Problem requirements: Go through the entries one line at a time, and gather every line that has the word "axum".

- - - -

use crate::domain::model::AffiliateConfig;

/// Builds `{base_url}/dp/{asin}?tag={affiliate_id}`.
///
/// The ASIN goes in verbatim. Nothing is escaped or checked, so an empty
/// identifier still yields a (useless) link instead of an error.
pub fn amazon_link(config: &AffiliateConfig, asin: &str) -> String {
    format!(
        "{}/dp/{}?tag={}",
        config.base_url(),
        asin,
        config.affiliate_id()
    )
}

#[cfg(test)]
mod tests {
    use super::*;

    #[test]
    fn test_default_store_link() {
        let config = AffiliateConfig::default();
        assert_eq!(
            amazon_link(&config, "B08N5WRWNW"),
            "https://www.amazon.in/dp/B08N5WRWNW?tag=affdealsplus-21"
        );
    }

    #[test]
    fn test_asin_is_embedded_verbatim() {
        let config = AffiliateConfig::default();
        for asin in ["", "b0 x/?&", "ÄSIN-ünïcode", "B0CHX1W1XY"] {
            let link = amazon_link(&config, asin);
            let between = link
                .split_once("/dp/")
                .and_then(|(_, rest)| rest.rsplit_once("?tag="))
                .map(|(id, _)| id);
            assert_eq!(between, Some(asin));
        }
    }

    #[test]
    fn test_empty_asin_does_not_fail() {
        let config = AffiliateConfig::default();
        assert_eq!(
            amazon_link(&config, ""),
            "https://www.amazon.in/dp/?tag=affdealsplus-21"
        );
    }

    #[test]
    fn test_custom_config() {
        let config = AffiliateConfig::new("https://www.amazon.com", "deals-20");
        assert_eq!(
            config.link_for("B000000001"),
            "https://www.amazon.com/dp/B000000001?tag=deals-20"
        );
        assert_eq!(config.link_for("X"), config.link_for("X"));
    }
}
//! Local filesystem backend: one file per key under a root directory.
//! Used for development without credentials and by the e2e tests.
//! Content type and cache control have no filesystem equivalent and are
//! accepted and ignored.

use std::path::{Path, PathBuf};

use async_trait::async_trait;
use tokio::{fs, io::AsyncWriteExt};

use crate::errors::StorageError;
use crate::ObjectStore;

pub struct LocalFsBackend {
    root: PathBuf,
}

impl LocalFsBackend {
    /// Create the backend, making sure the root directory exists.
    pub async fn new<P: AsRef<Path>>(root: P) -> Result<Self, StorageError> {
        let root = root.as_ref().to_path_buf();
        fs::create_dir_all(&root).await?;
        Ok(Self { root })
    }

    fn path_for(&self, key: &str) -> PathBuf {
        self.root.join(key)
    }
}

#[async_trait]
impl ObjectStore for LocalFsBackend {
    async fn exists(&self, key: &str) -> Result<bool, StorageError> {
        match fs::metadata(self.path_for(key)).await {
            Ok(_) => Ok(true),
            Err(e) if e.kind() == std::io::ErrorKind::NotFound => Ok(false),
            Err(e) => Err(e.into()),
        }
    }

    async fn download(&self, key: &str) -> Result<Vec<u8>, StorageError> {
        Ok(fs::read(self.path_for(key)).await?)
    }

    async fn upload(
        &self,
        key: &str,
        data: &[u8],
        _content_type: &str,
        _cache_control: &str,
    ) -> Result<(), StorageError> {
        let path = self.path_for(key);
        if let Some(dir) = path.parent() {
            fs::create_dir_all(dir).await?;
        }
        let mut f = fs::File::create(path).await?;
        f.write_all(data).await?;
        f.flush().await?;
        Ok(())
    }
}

- - - -

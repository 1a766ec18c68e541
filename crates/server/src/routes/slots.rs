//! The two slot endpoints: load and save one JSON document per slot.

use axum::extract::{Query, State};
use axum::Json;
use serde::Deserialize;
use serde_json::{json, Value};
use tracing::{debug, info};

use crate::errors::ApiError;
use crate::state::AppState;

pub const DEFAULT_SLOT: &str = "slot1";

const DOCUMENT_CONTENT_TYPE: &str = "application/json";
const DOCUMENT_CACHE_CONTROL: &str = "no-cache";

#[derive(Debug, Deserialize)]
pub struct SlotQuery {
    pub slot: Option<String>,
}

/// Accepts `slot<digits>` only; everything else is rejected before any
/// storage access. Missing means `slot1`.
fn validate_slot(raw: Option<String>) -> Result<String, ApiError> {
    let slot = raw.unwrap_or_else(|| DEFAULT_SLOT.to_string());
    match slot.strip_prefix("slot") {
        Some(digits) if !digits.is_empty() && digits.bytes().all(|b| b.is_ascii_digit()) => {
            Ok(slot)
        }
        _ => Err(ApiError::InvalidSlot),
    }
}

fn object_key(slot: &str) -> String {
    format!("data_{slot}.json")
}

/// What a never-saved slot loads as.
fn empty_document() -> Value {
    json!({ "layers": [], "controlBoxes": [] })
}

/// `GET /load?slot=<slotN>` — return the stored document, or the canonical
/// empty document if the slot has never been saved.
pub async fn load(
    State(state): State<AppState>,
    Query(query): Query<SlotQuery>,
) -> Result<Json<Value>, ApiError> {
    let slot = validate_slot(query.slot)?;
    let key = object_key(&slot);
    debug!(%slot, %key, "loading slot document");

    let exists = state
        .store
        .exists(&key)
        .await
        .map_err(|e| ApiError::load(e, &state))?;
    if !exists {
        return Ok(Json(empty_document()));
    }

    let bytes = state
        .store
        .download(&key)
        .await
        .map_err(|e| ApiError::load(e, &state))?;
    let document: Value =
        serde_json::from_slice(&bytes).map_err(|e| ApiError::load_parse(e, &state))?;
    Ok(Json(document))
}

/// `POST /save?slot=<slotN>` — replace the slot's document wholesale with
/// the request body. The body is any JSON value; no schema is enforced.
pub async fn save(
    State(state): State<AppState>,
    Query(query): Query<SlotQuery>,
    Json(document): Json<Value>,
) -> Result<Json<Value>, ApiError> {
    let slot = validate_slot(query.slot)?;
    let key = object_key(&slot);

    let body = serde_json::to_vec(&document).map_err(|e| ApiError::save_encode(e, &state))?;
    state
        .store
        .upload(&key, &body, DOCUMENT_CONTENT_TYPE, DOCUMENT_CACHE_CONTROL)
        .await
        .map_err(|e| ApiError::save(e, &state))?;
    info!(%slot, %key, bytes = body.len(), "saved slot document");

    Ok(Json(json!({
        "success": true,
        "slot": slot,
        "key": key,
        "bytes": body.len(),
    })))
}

- - - -

Output of the exercise:
use axum::extract::{Query, State};
use axum::Json;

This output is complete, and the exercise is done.